As previously announced, the Company officially changed its name to “Health Logic Interactive Inc.”, changed its trading symbol to CHIP, and consolidated all of its issued and outstanding common shares on the basis of one post-consolidation share for every 10 pre-consolidation shares outstanding prior to the consolidation. The existing share certificates representing the pre-consolidation common shares issued under the former name of Fanlogic Interactive Inc. will need to be exchanged for new post-consolidation common shares under the name Health Logic Interactive Inc.
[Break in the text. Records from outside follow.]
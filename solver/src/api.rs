use anyhow::{Context, Result, anyhow};
use async_trait::async_trait;

use crate::api_trait::SolverApi;

/// A solving service reached with `GET {url}?cube={facelets}`.
#[derive(Debug, Clone)]
pub struct HttpSolverEndpoint {
    url: String,
    client: reqwest::Client,
}

impl HttpSolverEndpoint {
    pub fn new(url: String) -> Self {
        Self::with_client(url, reqwest::Client::new())
    }

    pub fn with_client(url: String, client: reqwest::Client) -> Self {
        Self { url, client }
    }

    pub fn url(&self) -> &str {
        &self.url
    }
}

#[async_trait]
impl SolverApi for HttpSolverEndpoint {
    fn name(&self) -> &str {
        &self.url
    }

    async fn request(&self, facelets: &str) -> Result<String> {
        let response = self
            .client
            .get(&self.url)
            .query(&[("cube", facelets)])
            .send()
            .await
            .with_context(|| format!("Failed to send solve request to {}", self.url))?;

        if !response.status().is_success() {
            let status = response.status();
            let text = response.text().await.unwrap_or_default();
            return Err(anyhow!(
                "Solve request to {} failed with status {}: {}",
                self.url,
                status,
                text
            ));
        }

        response
            .text()
            .await
            .with_context(|| format!("Failed to read solve response from {}", self.url))
    }
}
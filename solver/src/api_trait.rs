use anyhow::Result;
use async_trait::async_trait;

/// One remote solving service. Takes a 54-character facelet string and
/// returns the raw response body of a successful request.
#[async_trait]
pub trait SolverApi: Send + Sync {
    fn name(&self) -> &str;
    async fn request(&self, facelets: &str) -> Result<String>;
}
use serde::{Deserialize, Deserializer, Serialize, Serializer};
use std::fmt;
use std::str::FromStr;
use thiserror::Error;

use crate::face::Face;

#[derive(Debug, Error, Clone, PartialEq, Eq)]
pub enum NotationError {
    #[error("invalid move '{0}'")]
    InvalidMove(String),
}

#[derive(Debug, Clone, Copy, PartialEq, Eq, Hash)]
pub enum Turn {
    Clockwise,
    CounterClockwise,
    Double,
}

impl Turn {
    pub fn suffix(self) -> &'static str {
        match self {
            Turn::Clockwise => "",
            Turn::CounterClockwise => "'",
            Turn::Double => "2",
        }
    }

    fn from_suffix(s: &str) -> Option<Self> {
        match s {
            "" => Some(Turn::Clockwise),
            "'" => Some(Turn::CounterClockwise),
            "2" => Some(Turn::Double),
            _ => None,
        }
    }
}

/// A single face turn in standard notation, e.g. `R`, `U'` or `F2`.
#[derive(Debug, Clone, Copy, PartialEq, Eq, Hash)]
pub struct Move {
    pub face: Face,
    pub turn: Turn,
}

impl Move {
    pub const fn new(face: Face, turn: Turn) -> Self {
        Self { face, turn }
    }

    /// Walkthrough text for this move.
    pub fn describe(&self) -> String {
        match self.turn {
            Turn::Clockwise => format!("Turn the {} face clockwise", self.face),
            Turn::CounterClockwise => format!("Turn the {} face counter-clockwise", self.face),
            Turn::Double => format!("Turn the {} face twice (180°)", self.face),
        }
    }
}

impl fmt::Display for Move {
    fn fmt(&self, f: &mut fmt::Formatter<'_>) -> fmt::Result {
        write!(f, "{}{}", self.face.letter(), self.turn.suffix())
    }
}

impl FromStr for Move {
    type Err = NotationError;

    fn from_str(s: &str) -> Result<Self, Self::Err> {
        let mut chars = s.chars();
        let face = chars
            .next()
            .and_then(Face::from_letter)
            .ok_or_else(|| NotationError::InvalidMove(s.to_string()))?;
        let turn = Turn::from_suffix(chars.as_str()).ok_or_else(|| NotationError::InvalidMove(s.to_string()))?;
        Ok(Move { face, turn })
    }
}

impl Serialize for Move {
    fn serialize<S: Serializer>(&self, serializer: S) -> Result<S::Ok, S::Error> {
        serializer.collect_str(self)
    }
}

impl<'de> Deserialize<'de> for Move {
    fn deserialize<D: Deserializer<'de>>(deserializer: D) -> Result<Self, D::Error> {
        let s = String::deserialize(deserializer)?;
        s.parse().map_err(serde::de::Error::custom)
    }
}

/// Splits a whitespace separated move sequence. Blank input is an empty
/// sequence.
pub fn parse_moves(text: &str) -> Result<Vec<Move>, NotationError> {
    text.split_whitespace().map(str::parse).collect()
}

pub fn format_moves(moves: &[Move]) -> String {
    moves.iter().map(Move::to_string).collect::<Vec<_>>().join(" ")
}

/// True when `text` consists only of face letters, `'`, `2` and spaces
/// (`^[URFDLB2' ]+$`).
pub fn is_move_notation(text: &str) -> bool {
    !text.is_empty()
        && text
            .chars()
            .all(|c| matches!(c, 'U' | 'R' | 'F' | 'D' | 'L' | 'B' | '2' | '\'' | ' '))
}

pub const LEGEND: [(&str, &str); 8] = [
    ("U", "Up (top face) - clockwise"),
    ("D", "Down (bottom face) - clockwise"),
    ("R", "Right face - clockwise"),
    ("L", "Left face - clockwise"),
    ("F", "Front face - clockwise"),
    ("B", "Back face - clockwise"),
    ("'", "Counter-clockwise (e.g., R' means turn right face counter-clockwise)"),
    ("2", "Double turn (e.g., R2 means turn right face twice)"),
];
Each shareholder has been provided with a Transmittal Letter to complete and return to the Company’s transfer agent Computershare Trust Company of Canada.
About the Company
At the present time, the Company is not engaged in active business operations. The Company intends to acquire and commercialize consumer focused healthcare technologies that address areas of unmet needs, such as chronic disease management through point-of-care diagnostic medical devices that are connected to patient’s smartphones and virtual continued care platforms. However, to date it has not entered into any binding agreements for such acquisitions and there can be no guarantee that the Company will be able to successfully identify, negotiate and complete such acquisitions or raise the necessary financings for such acquisitions or for the development of its business should it be able to complete such acquisitions.